Eating Disorder in Men & Boys

How many men suffer from an eating disorder?

We often think of females when looking at eating disorders, however, the National Association for Males with Eating Disorders estimates that 25 to 40 percent of people with all eating disorders are males. Men and boys suffer from an eating disorder as much as females do, and it’s important to understand that gender doesn’t prevent one from developing an eating disorder.

The Big Surge in Eating Disorder During lockdown: The lockdown due to COVID-19 has caused many people to develop an eating disorder, relapse, and/ or delay their recovery, 40 percent of which are males.

Facts: 33% of adolescent males use unhealthy weight control behaviors. 37% of men who binge eat experience depression. 43% of men are dissatisfied with their bodies.

Notable factors:  Muscularity in the Media: The ideal male body representation has increased, presenting a largely unattainable muscular body type. Less likely to get help: Males are perceived in gender roles and traditional muscular and as this has become an ideal norm in our society, it has lead to negative attitudes towards those seeking psychological help. Sexuality: Males apart of the Lgbqt+ are more likely to develop an eating disorder.

Causes of negative body image in men and boys:

  • Teasing in childhood and adolescence (being called too thin, too weak, or too fat)
  • Peer pressure among teenage boys to be physically ‘tough’ and ‘strong’
  • A cultural tendency to judge people on their appearance
  • The emphasis on male sports players as role models for boys
  • Advertising campaigns and media coverage featuring idealized male images
  • Promotion by society of the ‘ideal’ man as always being strong, lean, and muscular
  • Well-meaning public health campaigns that urge people to lose weight.
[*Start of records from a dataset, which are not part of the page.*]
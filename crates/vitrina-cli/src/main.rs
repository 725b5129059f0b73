//! vitrina - visual product matching from the command line.
//!
//! Usage:
//!   vitrina migrate
//!   vitrina hash <PHOTO>
//!   vitrina index --item <UUID> <PHOTO>
//!   vitrina sample --item <UUID> <PHOTO>
//!   vitrina search <PHOTO> [--category rugs] [--threshold 0.7]
//!   vitrina backfill [--photos-dir ./photos] [--hashes-only]
//!
//! Results are written to stdout as JSON; logs go to stderr or `LOG_FILE`.

use std::path::{Path, PathBuf};
use std::sync::Arc;
use std::time::Duration;

use anyhow::{bail, Context};
use clap::{Parser, Subcommand};
use serde::Serialize;
use serde_json::json;
use tokio::sync::broadcast;
use tracing::{info, warn};
use tracing_subscriber::{layer::SubscriberExt, util::SubscriberInitExt};
use uuid::Uuid;

use vitrina_core::defaults::{self, env_or, JOB_QUEUE_CAPACITY};
use vitrina_core::{ItemFilter, ItemRepository, SampleRepository};
use vitrina_db::{Database, PoolConfig};
use vitrina_inference::{dhash, initialize_encoder, EmbeddingExtractor, HttpImageEncoder};
use vitrina_jobs::{
    Backfill, BackfillConfig, CatalogIndexer, DataUriPhotoSource, FsPhotoSource, HttpPhotoSource,
    PhotoSourceChain, WorkerConfig, WorkerEvent,
};
use vitrina_search::{CurationGates, SampleCurator, SearchConfig, VisualMatcher};

#[derive(Parser)]
#[command(name = "vitrina")]
#[command(author, version, about = "Visual product matching for retail catalogs", long_about = None)]
#[command(propagate_version = true)]
struct Cli {
    /// PostgreSQL connection string
    #[arg(long, env = "DATABASE_URL", global = true)]
    database_url: Option<String>,

    #[command(subcommand)]
    command: Commands,
}

#[derive(Subcommand)]
enum Commands {
    /// Apply pending database migrations
    Migrate,

    /// Print the legacy perceptual hash of a photo
    Hash {
        /// Photo file
        photo: PathBuf,
    },

    /// Store a new photo for an item: hash now, embed in the background
    Index {
        /// Item ID
        #[arg(short, long)]
        item: Uuid,

        /// Photo file
        photo: PathBuf,
    },

    /// Propose a photo as an additional sample for an item
    Sample {
        /// Item ID
        #[arg(short, long)]
        item: Uuid,

        /// Photo file
        photo: PathBuf,
    },

    /// Find catalog items that look like a photo
    Search {
        /// Query photo file
        photo: PathBuf,

        /// Only items of this branch
        #[arg(short, long)]
        branch: Option<Uuid>,

        /// Only items of this category
        #[arg(short, long)]
        category: Option<String>,

        /// Only items of this collection
        #[arg(long)]
        collection: Option<String>,

        /// Minimum cosine similarity
        #[arg(short, long)]
        threshold: Option<f32>,

        /// Maximum number of items per result list
        #[arg(short, long)]
        limit: Option<usize>,
    },

    /// Fill in missing hashes and embeddings for existing items
    Backfill {
        /// Directory that relative photo references resolve against
        #[arg(long)]
        photos_dir: Option<PathBuf>,

        /// Only items of this branch
        #[arg(short, long)]
        branch: Option<Uuid>,

        /// Only items of this category
        #[arg(short, long)]
        category: Option<String>,

        /// Only compute legacy hashes
        #[arg(long, conflicts_with = "embeddings_only")]
        hashes_only: bool,

        /// Only compute embeddings
        #[arg(long)]
        embeddings_only: bool,

        /// Items processed at once
        #[arg(long)]
        concurrency: Option<usize>,
    },
}

#[tokio::main]
async fn main() -> anyhow::Result<()> {
    dotenvy::dotenv().ok();
    let _log_guard = init_logging();

    let cli = Cli::parse();
    match cli.command {
        Commands::Migrate => {
            let db = connect(cli.database_url.as_deref(), PoolConfig::from_env()).await?;
            db.migrate().await.context("migration failed")?;
            print_json(&json!({ "migrated": true }))
        }
        Commands::Hash { photo } => {
            let bytes = read_photo(&photo).await?;
            let hash = dhash(&bytes).with_context(|| format!("cannot hash {}", photo.display()))?;
            print_json(&json!({ "photo": photo, "image_hash": hash }))
        }
        Commands::Index { item, photo } => {
            let db = connect(cli.database_url.as_deref(), PoolConfig::from_env()).await?;
            run_index(&db, item, &photo).await
        }
        Commands::Sample { item, photo } => {
            let db = connect(cli.database_url.as_deref(), PoolConfig::from_env()).await?;
            let bytes = read_photo(&photo).await?;
            let curator = SampleCurator::new(
                item_repository(&db),
                sample_repository(&db),
                extractor().await?,
            )
            .with_gates(CurationGates::from_env());
            let outcome = curator.propose_sample(item, &bytes).await?;
            print_json(&outcome)
        }
        Commands::Search {
            photo,
            branch,
            category,
            collection,
            threshold,
            limit,
        } => {
            let db = connect(cli.database_url.as_deref(), PoolConfig::from_env()).await?;
            let bytes = read_photo(&photo).await?;
            let matcher = VisualMatcher::new(
                item_repository(&db),
                sample_repository(&db),
                extractor().await?,
            )
            .with_config(SearchConfig::from_env());

            let mut filter = ItemFilter::new();
            if let Some(branch) = branch {
                filter = filter.with_branch(branch);
            }
            if let Some(category) = category {
                filter = filter.with_category(category);
            }
            if let Some(collection) = collection {
                filter = filter.with_collection(collection);
            }
            let threshold = threshold.unwrap_or(matcher.config().threshold);
            let limit = limit.unwrap_or(matcher.config().limit);

            let outcome = matcher
                .search_filtered(&bytes, &filter, threshold, limit)
                .await?;
            print_json(&outcome)
        }
        Commands::Backfill {
            photos_dir,
            branch,
            category,
            hashes_only,
            embeddings_only,
            concurrency,
        } => {
            let mut config = BackfillConfig::from_env();
            if hashes_only {
                config = config.hashes_only();
            }
            if embeddings_only {
                config = config.embeddings_only();
            }
            if let Some(concurrency) = concurrency {
                config = config.with_concurrency(concurrency);
            }

            let pool_config = PoolConfig::from_env()
                .with_min_capacity(u32::try_from(config.concurrency).unwrap_or(u32::MAX));
            let db = connect(cli.database_url.as_deref(), pool_config).await?;

            let mut sources = PhotoSourceChain::new()
                .with(Arc::new(DataUriPhotoSource))
                .with(Arc::new(HttpPhotoSource::new()));
            if let Some(dir) = photos_dir {
                sources = sources.with(Arc::new(FsPhotoSource::new(dir)));
            }

            // Hash-only runs never touch the encoder
            let embedder = if config.embeddings {
                extractor().await?
            } else {
                EmbeddingExtractor::from_env(Arc::new(HttpImageEncoder::from_env()))
            };

            let mut scope = ItemFilter::new();
            if let Some(branch) = branch {
                scope = scope.with_branch(branch);
            }
            if let Some(category) = category {
                scope = scope.with_category(category);
            }

            let report = Backfill::new(item_repository(&db), embedder, Arc::new(sources))
                .with_config(config)
                .run(&scope)
                .await?;
            print_json(&report)
        }
    }
}

/// Hash and embed one photo, waiting for the background job to settle.
async fn run_index(db: &Database, item: Uuid, photo: &Path) -> anyhow::Result<()> {
    let bytes = read_photo(photo).await?;
    let worker_config = WorkerConfig::from_env().with_enabled(true);
    let job_timeout = worker_config.job_timeout;
    let (indexer, handle) = CatalogIndexer::start(
        item_repository(db),
        extractor().await?,
        env_or(defaults::ENV_JOB_QUEUE_CAPACITY, JOB_QUEUE_CAPACITY),
        worker_config,
    );
    let mut events = handle.events();

    let receipt = indexer.on_item_saved(item, &bytes).await?;
    let embedding = match receipt.job_id {
        Some(job_id) => {
            match tokio::time::timeout(
                job_timeout + Duration::from_secs(5),
                wait_for_job(&mut events, job_id),
            )
            .await
            {
                Ok(status) => status,
                Err(_) => {
                    warn!(%job_id, "Gave up waiting for embedding job");
                    "timed_out".to_string()
                }
            }
        }
        None => "not_scheduled".to_string(),
    };

    handle.shutdown().await?;
    print_json(&json!({ "receipt": receipt, "embedding": embedding }))
}

async fn wait_for_job(events: &mut broadcast::Receiver<WorkerEvent>, job_id: Uuid) -> String {
    loop {
        match events.recv().await {
            Ok(WorkerEvent::JobCompleted { job_id: id, .. }) if id == job_id => {
                return "stored".to_string()
            }
            Ok(WorkerEvent::JobSuperseded { job_id: id, .. }) if id == job_id => {
                return "superseded".to_string()
            }
            Ok(WorkerEvent::JobFailed {
                job_id: id, error, ..
            }) if id == job_id => return format!("failed: {}", error),
            Ok(_) | Err(broadcast::error::RecvError::Lagged(_)) => continue,
            Err(broadcast::error::RecvError::Closed) => return "worker_stopped".to_string(),
        }
    }
}

async fn connect(url: Option<&str>, pool_config: PoolConfig) -> anyhow::Result<Database> {
    let Some(url) = url else {
        bail!("DATABASE_URL is not set (use --database-url or the environment)");
    };
    Database::connect_with_config(url, pool_config)
        .await
        .context("cannot connect to the database")
}

fn item_repository(db: &Database) -> Arc<dyn ItemRepository> {
    Arc::new(db.items.clone())
}

fn sample_repository(db: &Database) -> Arc<dyn SampleRepository> {
    Arc::new(db.samples.clone())
}

/// Initialize the configured encoder and wrap it in an extractor.
async fn extractor() -> anyhow::Result<EmbeddingExtractor> {
    let encoder = initialize_encoder(Arc::new(HttpImageEncoder::from_env()))
        .await
        .context("image encoder is unavailable")?;
    Ok(EmbeddingExtractor::from_env(encoder))
}

async fn read_photo(path: &Path) -> anyhow::Result<Vec<u8>> {
    tokio::fs::read(path)
        .await
        .with_context(|| format!("cannot read {}", path.display()))
}

fn print_json<T: Serialize + ?Sized>(value: &T) -> anyhow::Result<()> {
    println!("{}", serde_json::to_string_pretty(value)?);
    Ok(())
}

/// Set up tracing from `RUST_LOG`, `LOG_FORMAT`, `LOG_FILE` and `LOG_ANSI`.
///
/// The returned guard flushes the file writer on drop.
fn init_logging() -> Option<tracing_appender::non_blocking::WorkerGuard> {
    let filter = tracing_subscriber::EnvFilter::try_from_default_env()
        .unwrap_or_else(|_| "vitrina=info,sqlx=warn".into());
    let json = std::env::var("LOG_FORMAT")
        .map(|v| v.eq_ignore_ascii_case("json"))
        .unwrap_or(false);
    let ansi = std::env::var("LOG_ANSI")
        .map(|v| v != "0" && !v.eq_ignore_ascii_case("false"))
        .unwrap_or(true);

    let (writer, guard) = match std::env::var("LOG_FILE").ok().filter(|p| !p.is_empty()) {
        Some(path) => {
            let path = PathBuf::from(path);
            let dir = path
                .parent()
                .filter(|p| !p.as_os_str().is_empty())
                .map(Path::to_path_buf)
                .unwrap_or_else(|| PathBuf::from("."));
            let file = path
                .file_name()
                .map(|f| f.to_owned())
                .unwrap_or_else(|| "vitrina.log".into());
            let appender = tracing_appender::rolling::daily(dir, file);
            let (writer, guard) = tracing_appender::non_blocking(appender);
            (tracing_subscriber::fmt::writer::BoxMakeWriter::new(writer), Some(guard))
        }
        None => (
            tracing_subscriber::fmt::writer::BoxMakeWriter::new(std::io::stderr),
            None,
        ),
    };
    let to_file = guard.is_some();

    let registry = tracing_subscriber::registry().with(filter);
    if json {
        registry
            .with(
                tracing_subscriber::fmt::layer()
                    .json()
                    .with_target(true)
                    .with_current_span(true)
                    .with_writer(writer),
            )
            .init();
    } else {
        registry
            .with(
                tracing_subscriber::fmt::layer()
                    .with_target(true)
                    .with_ansi(ansi && !to_file)
                    .with_writer(writer),
            )
            .init();
    }

    if to_file {
        info!("Logging to file");
    }
    guard
}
How the Media and Marketing are Responsible: As the majority of us spend hours on social media, our feeds are constantly filled with unrealistic lifestyles and realities. Boys and men are regularly exposed to an idealized masculine body type via media and marketing that can influence the development of body dissatisfaction in men. Furthermore, young children who play with superhero figures or action figures may be idealizing body types that are not humanly attainable, giving boys an unrealistic standard to live up to. Thus, illustrating that the media and marketing target boys at a young age with unrealistic body images, whether, it’s in their favorite anime, video games, and/ or social media. An article by BuzzFeed, “This Is What It’s Like For Men With Eating Disorders” states, “many guys with eating disorders or with body image issues, they’re not trying to lose weight. They’re actually trying to bulk up and be muscular.” This demonstrates, that social media and Heors from the Marvel Cinematic Universe have distorted men’s body images, resulting in men and young boys being pressured to Captain America’s washboard abs and bodies devoid of an ounce of body fat. The V shape — broad shoulders, six-pack abs, smaller waist — has become the male body ideal. Nonetheless, if you or someone you care about is a male with an eating disorder, do not hesitate to seek help. While reaching out for help may seem scary, it is an important first step in overcoming a disorder that can be treated.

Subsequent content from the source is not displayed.